But that brings me to my current soul searching question: what is this obsession with pumpkins? No, really. Fruit and vegetables come and go every season and we manage to contain our enthusiasm. But autumn hits and the pumpkins are unleashed. I was thinking about this the other day when I unpacked these two little beauties from my grocery bag. I do intend to chop them up and cook them at some point (because what is autumn without the scent of baked pumpkin and nutmeg?). In the meantime, I walk all the way across my house to the kitchen several times each day just to admire them. They aren't spectacular. They're lumpy and blotchy and undeniably orange. If Halloween is your thing, then you'll want one or two for carving, but for a single gal like me, who appreciates the holiday only as far as it gets her more face time with the nieces and nephews, a pumpkin is a superfluous kitchen-counter-hogger.
And that got me thinking about other things in my life that mean something, and yet I can't tell what. The little details and extras and oddities we look forward to for no other reason than to have them in the periphery of life. Maybe it's because the things we love are really just part of a continuous cycle of building and gathering. Autumn isn't just the yard-raking predecessor to the dreaded winter. It's a series of sights, scents, tastes, and experiences that ties our first year of life to every year that comes after. I appreciate a good pumpkin for the simple fact that there has always been a pumpkin. There's nothing special about it. It really is just a vegetable (or a fruit, if you need to be technical). But there is something insanely wondrous about my life. That pumpkin is one of the pieces of my personal autumn.

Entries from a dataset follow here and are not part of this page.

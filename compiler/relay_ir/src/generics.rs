//! Generic signatures and substitution maps.

use crate::types::{TypeId, TypeKind, TypePool};

/// The generic parameters and conformance requirements of a method.
///
/// At the calling-convention level each parameter is passed as one type
/// metadata word and each requirement as one witness table word. These
/// words are the method's *generic bindings*.
#[derive(Clone, Copy, Debug, Default, PartialEq, Eq, Hash)]
pub struct GenericSignature {
    pub params: u32,
    pub requirements: u32,
}

impl GenericSignature {
    pub const EMPTY: GenericSignature = GenericSignature {
        params: 0,
        requirements: 0,
    };

    pub const fn new(params: u32, requirements: u32) -> Self {
        Self {
            params,
            requirements,
        }
    }

    pub const fn is_empty(self) -> bool {
        self.params == 0 && self.requirements == 0
    }

    /// Number of pointer-sized binding words passed after the parameters.
    pub const fn binding_count(self) -> u32 {
        self.params + self.requirements
    }
}

/// Replacement types for each generic parameter of a signature.
#[derive(Clone, Debug, PartialEq, Eq, Hash)]
pub struct SubstitutionMap {
    replacements: Vec<TypeId>,
}

impl SubstitutionMap {
    /// Map every parameter of `signature` to itself.
    ///
    /// This is the map a thunk uses: it forwards whatever its caller was
    /// generic over without committing to a concrete instantiation.
    pub fn forwarding(signature: GenericSignature, pool: &TypePool) -> Self {
        Self {
            replacements: (0..signature.params).map(|i| pool.generic(i)).collect(),
        }
    }

    pub fn new(replacements: Vec<TypeId>) -> Self {
        Self { replacements }
    }

    pub fn is_empty(&self) -> bool {
        self.replacements.is_empty()
    }

    pub fn replacements(&self) -> &[TypeId] {
        &self.replacements
    }

    /// Apply the map to `ty`.
    ///
    /// # Panics
    ///
    /// Panics if `ty` mentions a generic parameter this map has no
    /// replacement for.
    pub fn apply(&self, ty: TypeId, pool: &TypePool) -> TypeId {
        match pool.kind(ty) {
            TypeKind::Generic(n) => *self.replacements.get(n as usize).unwrap_or_else(|| {
                panic!(
                    "generic parameter {n} has no replacement (map covers {})",
                    self.replacements.len()
                )
            }),
            TypeKind::Tuple(elements) => {
                let substituted = elements.iter().map(|&e| self.apply(e, pool)).collect();
                pool.tuple(substituted)
            }
            TypeKind::Unit
            | TypeKind::Scalar(_)
            | TypeKind::Object(_)
            | TypeKind::Metatype(_)
            | TypeKind::ProtocolSelf(_) => ty,
        }
    }
}
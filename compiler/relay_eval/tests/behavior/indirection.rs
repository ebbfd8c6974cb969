//! Values travel through registers, spilled memory and caller addresses
//! alike, and the thunk never changes what the implementation observes.

use pretty_assertions::assert_eq;
use proptest::prelude::*;

use relay_eval::{call_implementation, call_thunk, LogicalCall};

use crate::common::{serial, Lab};

proptest! {
    #![proptest_config(ProptestConfig::with_cases(64))]

    /// Small integers are truncated to their declared width on the way in.
    #[test]
    fn narrow_arguments_are_truncated(a in any::<u64>(), b in any::<u64>()) {
        let mut lab = Lab::new(serial());
        let base = lab.object("Base");
        let sum = lab.sum.clone();
        let call = LogicalCall::on(base).arg([a]).arg([b]);

        let thunk = call_thunk(&mut lab.machine, &sum, &call).unwrap();
        let direct = call_implementation(&mut lab.machine, "base_sum", &call).unwrap();
        let expected = (a & 0xffff_ffff) + (b & 0xff);
        prop_assert_eq!(&thunk.result, &Ok(vec![expected]));
        prop_assert_eq!(thunk.result, direct.result);
    }

    /// A six-word tuple exceeds the register budget both as argument and
    /// result.
    #[test]
    fn wide_values_round_trip_through_memory(
        head in 1u64..,
        tail in proptest::collection::vec(any::<u64>(), 5),
    ) {
        let mut lab = Lab::new(serial());
        let base = lab.object("Base");
        let pack = lab.pack.clone();
        let mut words = vec![head];
        words.extend(&tail);
        let call = LogicalCall::on(base).arg(words);

        let thunk = call_thunk(&mut lab.machine, &pack, &call).unwrap();
        let direct = call_implementation(&mut lab.machine, "base_pack", &call).unwrap();
        let expected: Vec<u64> = tail.iter().rev().copied().collect();
        prop_assert_eq!(&thunk.result, &Ok(expected));
        prop_assert_eq!(&thunk.result, &direct.result);
        prop_assert!(thunk.indirect_return.is_some());
        prop_assert!(thunk.spills_drained(&lab.machine));
        prop_assert!(direct.spills_drained(&lab.machine));
    }

    #[test]
    fn wide_witness_values_round_trip(words in proptest::collection::vec(any::<u64>(), 6)) {
        let mut lab = Lab::new(serial());
        let (object, metadata, table) = lab.gauge();
        let blob = lab.blob.clone();
        let call = LogicalCall::on(object).arg(words.clone()).with_witness(metadata, table);

        let thunk = call_thunk(&mut lab.machine, &blob, &call).unwrap();
        let expected: Vec<u64> = words.iter().map(|w| w.wrapping_add(1)).collect();
        prop_assert_eq!(&thunk.result, &Ok(expected));
        prop_assert!(thunk.spills_drained(&lab.machine));
    }
}

#[test]
fn spilled_arguments_are_consumed_once() {
    let mut lab = Lab::new(serial());
    let base = lab.object("Base");
    let pack = lab.pack.clone();
    let call = LogicalCall::on(base).arg([1, 2, 3, 4, 5, 6]);

    let report = call_thunk(&mut lab.machine, &pack, &call).unwrap();
    assert_eq!(report.spilled.len(), 6);
    for &addr in &report.spilled {
        assert!(lab.machine.memory().is_drained(addr));
    }
}

#[test]
fn address_only_values_are_left_in_place() {
    let mut lab = Lab::new(serial());
    let base = lab.object("Base");
    let echo = lab.echo.clone();
    let value = lab.machine.memory_mut().alloc(16);
    lab.machine.memory_mut().write_words(value, &[3, 4]).unwrap();
    let call = LogicalCall::on(base)
        .arg_address(value)
        .binding(0x5EED)
        .with_result_words(2);

    let report = call_thunk(&mut lab.machine, &echo, &call).unwrap();
    assert_eq!(report.result, Ok(vec![3, 4]));
    assert!(report.spilled.is_empty());
    assert_eq!(lab.machine.memory().read_words(value, 2).unwrap(), vec![3, 4]);
}

#[test]
fn generic_bindings_are_required() {
    let mut lab = Lab::new(serial());
    let base = lab.object("Base");
    let echo = lab.echo.clone();
    let value = lab.machine.memory_mut().alloc(16);
    let call = LogicalCall::on(base).arg_address(value).with_result_words(2);
    assert!(call_thunk(&mut lab.machine, &echo, &call).is_err());
}
//! Choosing and loading the implementation a thunk forwards to.

use relay_ir::{MethodKind, MethodReference, PointerAuthInfo, VTableOffset, VarId};

use crate::emit::FunctionContext;
use crate::marshal::PreparedArguments;
use crate::module::ThunkModule;
use crate::{internal_error, ServiceResultExt};

/// Where a method's implementation is found, fixed by its declaring
/// context.
#[derive(Clone, Copy, Debug, PartialEq, Eq)]
pub(crate) enum CallTarget {
    /// Slot `index` of the receiver's witness table.
    Witness { index: u32 },
    /// A virtual table slot of the receiver's class metadata, signed with
    /// `auth` when pointer authentication is enabled.
    Virtual {
        offset: VTableOffset,
        auth: Option<PointerAuthInfo>,
    },
}

/// The loaded implementation and the receiver to pass it.
#[derive(Clone, Copy, Debug)]
pub(crate) struct ResolvedTarget {
    pub function: VarId,
    pub receiver: VarId,
}

impl CallTarget {
    pub fn for_method(module: &ThunkModule, method: &MethodReference) -> Self {
        let metadata = module.metadata();
        if method.is_witness_method() {
            return CallTarget::Witness {
                index: metadata
                    .witness_index(method)
                    .or_internal("resolving a witness table slot"),
            };
        }
        let offset = metadata
            .vtable_offset(method)
            .or_internal("resolving a virtual table slot");
        let auth = module.options().pointer_auth.map(|schema| {
            schema.info(
                metadata
                    .method_discriminator(method)
                    .or_internal("computing a method discriminator"),
            )
        });
        CallTarget::Virtual { offset, auth }
    }

    /// Emit the loads producing the implementation pointer.
    pub fn resolve(
        &self,
        cx: &mut FunctionContext<'_>,
        arguments: &PreparedArguments,
    ) -> ResolvedTarget {
        let receiver = arguments.receiver;
        let function = match self {
            CallTarget::Witness { index } => {
                let Some(witness) = arguments.witness else {
                    internal_error("witness dispatch without a witness table")
                };
                cx.builder.emit_witness_method(witness.table, *index)
            }
            CallTarget::Virtual { offset, auth } => {
                let receiver_is_metadata = cx.method.kind == MethodKind::Static
                    || cx.module.types().is_metatype(cx.method.signature.self_ty);
                let metadata = if receiver_is_metadata {
                    receiver
                } else {
                    cx.builder.emit_heap_metadata(receiver)
                };
                let loaded = cx.builder.emit_vtable_method(metadata, *offset);
                match auth {
                    Some(info) => cx.builder.emit_authenticate(loaded, *info),
                    None => loaded,
                }
            }
        };
        ResolvedTarget { function, receiver }
    }
}
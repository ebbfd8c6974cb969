//! Calling-convention-level types.
//!
//! The thunk generator never sees source-level types. It sees the handful
//! of shapes that matter for argument passing: machine scalars, tuples of
//! them, class references, metatypes, protocol receivers and unresolved
//! generic parameters. Types are hash-consed in a [`TypePool`] and referred
//! to by [`TypeId`].

use std::fmt;

use parking_lot::RwLock;
use rustc_hash::FxHashMap;

use crate::Name;

/// A machine-level scalar component.
///
/// Canonical explosions and native schemas are both lists of these.
#[derive(Clone, Copy, Debug, PartialEq, Eq, Hash, PartialOrd, Ord)]
pub enum ScalarKind {
    I8,
    I16,
    I32,
    I64,
    F32,
    F64,
    /// Pointer-sized word (addresses, metadata, function values).
    Ptr,
}

impl ScalarKind {
    /// Width in bits.
    pub const fn bits(self) -> u32 {
        match self {
            ScalarKind::I8 => 8,
            ScalarKind::I16 => 16,
            ScalarKind::I32 | ScalarKind::F32 => 32,
            ScalarKind::I64 | ScalarKind::F64 | ScalarKind::Ptr => 64,
        }
    }

    /// Integer scalars narrower than a word may share a native register.
    pub const fn is_packable_integer(self) -> bool {
        matches!(self, ScalarKind::I8 | ScalarKind::I16 | ScalarKind::I32)
    }

    pub const fn is_float(self) -> bool {
        matches!(self, ScalarKind::F32 | ScalarKind::F64)
    }

    /// Mask selecting the meaningful low bits of a word holding this scalar.
    pub const fn mask(self) -> u64 {
        match self.bits() {
            64 => u64::MAX,
            n => (1u64 << n) - 1,
        }
    }
}

impl fmt::Display for ScalarKind {
    fn fmt(&self, f: &mut fmt::Formatter<'_>) -> fmt::Result {
        let s = match self {
            ScalarKind::I8 => "i8",
            ScalarKind::I16 => "i16",
            ScalarKind::I32 => "i32",
            ScalarKind::I64 => "i64",
            ScalarKind::F32 => "f32",
            ScalarKind::F64 => "f64",
            ScalarKind::Ptr => "ptr",
        };
        f.write_str(s)
    }
}

/// Index of a type in a [`TypePool`].
#[derive(Clone, Copy, Debug, PartialEq, Eq, Hash, PartialOrd, Ord)]
#[repr(transparent)]
pub struct TypeId(u32);

impl TypeId {
    pub const UNIT: TypeId = TypeId(0);
    pub const I8: TypeId = TypeId(1);
    pub const I16: TypeId = TypeId(2);
    pub const I32: TypeId = TypeId(3);
    pub const I64: TypeId = TypeId(4);
    pub const F32: TypeId = TypeId(5);
    pub const F64: TypeId = TypeId(6);
    pub const PTR: TypeId = TypeId(7);

    const FIRST_COMPOUND: u32 = 8;

    #[inline]
    pub const fn raw(self) -> u32 {
        self.0
    }

    #[inline]
    pub const fn index(self) -> usize {
        self.0 as usize
    }

    /// The pre-interned id of a scalar type.
    pub const fn of_scalar(kind: ScalarKind) -> TypeId {
        match kind {
            ScalarKind::I8 => TypeId::I8,
            ScalarKind::I16 => TypeId::I16,
            ScalarKind::I32 => TypeId::I32,
            ScalarKind::I64 => TypeId::I64,
            ScalarKind::F32 => TypeId::F32,
            ScalarKind::F64 => TypeId::F64,
            ScalarKind::Ptr => TypeId::PTR,
        }
    }
}

/// Structure of a type.
#[derive(Clone, Debug, PartialEq, Eq, Hash)]
pub enum TypeKind {
    Unit,
    Scalar(ScalarKind),
    /// Flattened field-by-field when exploded.
    Tuple(Vec<TypeId>),
    /// Strong reference to a class instance.
    Object(Name),
    /// Metatype value of a class: a pointer to its metadata.
    Metatype(Name),
    /// Receiver of a protocol requirement, opaque to the caller.
    ProtocolSelf(Name),
    /// Generic parameter `n` of the enclosing generic signature.
    ///
    /// Values of generic type are address-only: they are always passed
    /// by address and never exploded.
    Generic(u32),
}

struct PoolInner {
    kinds: Vec<TypeKind>,
    lookup: FxHashMap<TypeKind, TypeId>,
}

/// Hash-consed type storage, shared by every emission thread.
pub struct TypePool {
    inner: RwLock<PoolInner>,
}

impl TypePool {
    /// Create a pool with the unit and scalar types pre-interned.
    pub fn new() -> Self {
        let pre = [
            TypeKind::Unit,
            TypeKind::Scalar(ScalarKind::I8),
            TypeKind::Scalar(ScalarKind::I16),
            TypeKind::Scalar(ScalarKind::I32),
            TypeKind::Scalar(ScalarKind::I64),
            TypeKind::Scalar(ScalarKind::F32),
            TypeKind::Scalar(ScalarKind::F64),
            TypeKind::Scalar(ScalarKind::Ptr),
        ];
        let mut inner = PoolInner {
            kinds: Vec::with_capacity(64),
            lookup: FxHashMap::default(),
        };
        for (i, kind) in pre.into_iter().enumerate() {
            #[expect(clippy::cast_possible_truncation, reason = "eight entries")]
            let id = TypeId(i as u32);
            inner.lookup.insert(kind.clone(), id);
            inner.kinds.push(kind);
        }
        debug_assert_eq!(inner.kinds.len(), TypeId::FIRST_COMPOUND as usize);
        Self {
            inner: RwLock::new(inner),
        }
    }

    /// Intern a type, returning the existing id when already present.
    pub fn intern(&self, kind: TypeKind) -> TypeId {
        if let Some(&id) = self.inner.read().lookup.get(&kind) {
            return id;
        }
        let mut inner = self.inner.write();
        if let Some(&id) = inner.lookup.get(&kind) {
            return id;
        }
        let id = TypeId(
            u32::try_from(inner.kinds.len())
                .unwrap_or_else(|_| panic!("type count exceeds u32::MAX")),
        );
        inner.kinds.push(kind.clone());
        inner.lookup.insert(kind, id);
        id
    }

    pub fn tuple(&self, elements: Vec<TypeId>) -> TypeId {
        self.intern(TypeKind::Tuple(elements))
    }

    pub fn object(&self, class: Name) -> TypeId {
        self.intern(TypeKind::Object(class))
    }

    pub fn metatype(&self, class: Name) -> TypeId {
        self.intern(TypeKind::Metatype(class))
    }

    pub fn protocol_self(&self, protocol: Name) -> TypeId {
        self.intern(TypeKind::ProtocolSelf(protocol))
    }

    pub fn generic(&self, index: u32) -> TypeId {
        self.intern(TypeKind::Generic(index))
    }

    /// Structure of `id`.
    ///
    /// # Panics
    ///
    /// Panics if `id` did not come from this pool.
    pub fn kind(&self, id: TypeId) -> TypeKind {
        self.inner
            .read()
            .kinds
            .get(id.index())
            .cloned()
            .unwrap_or_else(|| panic!("{id:?} does not belong to this pool"))
    }

    /// Whether `id` (transitively) contains a generic parameter.
    pub fn is_address_only(&self, id: TypeId) -> bool {
        match self.kind(id) {
            TypeKind::Generic(_) => true,
            TypeKind::Tuple(elements) => elements.iter().any(|&e| self.is_address_only(e)),
            TypeKind::Unit
            | TypeKind::Scalar(_)
            | TypeKind::Object(_)
            | TypeKind::Metatype(_)
            | TypeKind::ProtocolSelf(_) => false,
        }
    }

    pub fn is_metatype(&self, id: TypeId) -> bool {
        matches!(self.kind(id), TypeKind::Metatype(_))
    }

    /// Highest generic parameter index referenced by `id`, if any.
    pub fn max_generic_index(&self, id: TypeId) -> Option<u32> {
        match self.kind(id) {
            TypeKind::Generic(n) => Some(n),
            TypeKind::Tuple(elements) => elements
                .iter()
                .filter_map(|&e| self.max_generic_index(e))
                .max(),
            _ => None,
        }
    }

    /// Number of types in the pool.
    pub fn len(&self) -> usize {
        self.inner.read().kinds.len()
    }

    pub fn is_empty(&self) -> bool {
        false
    }
}

impl Default for TypePool {
    fn default() -> Self {
        Self::new()
    }
}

It's not about the pumpkin. It's about me.
And as the snow begins to fly and the heavy artillery of wool and fleece come out of storage, I will build my personal winter. And then my personal Christmas. And my personal joy.
We're all just trying to build our personal joy, y'all.
The lesson that I take from this particular conversation with myself is that we attach meaning to so many big and small things, when what we're really doing is attaching meaning to life. We fill the corners with symbols and reminders because in a world that continues in a downward spiral of justifying and glorifying the dead and the shallow, we all know, viscerally, that nothing is more meaningful than life. Nothing can be great or beautiful or important unless we first acknowledge that life is all of those things. No talk of poverty, disease, convenience, dignity, security, or the phantasmic carbon footprint can alter the value of human life, although it can fool us into thinking it does.
Life is amazing.
And this woman likes to celebrate her life with pumpkin cheesecake.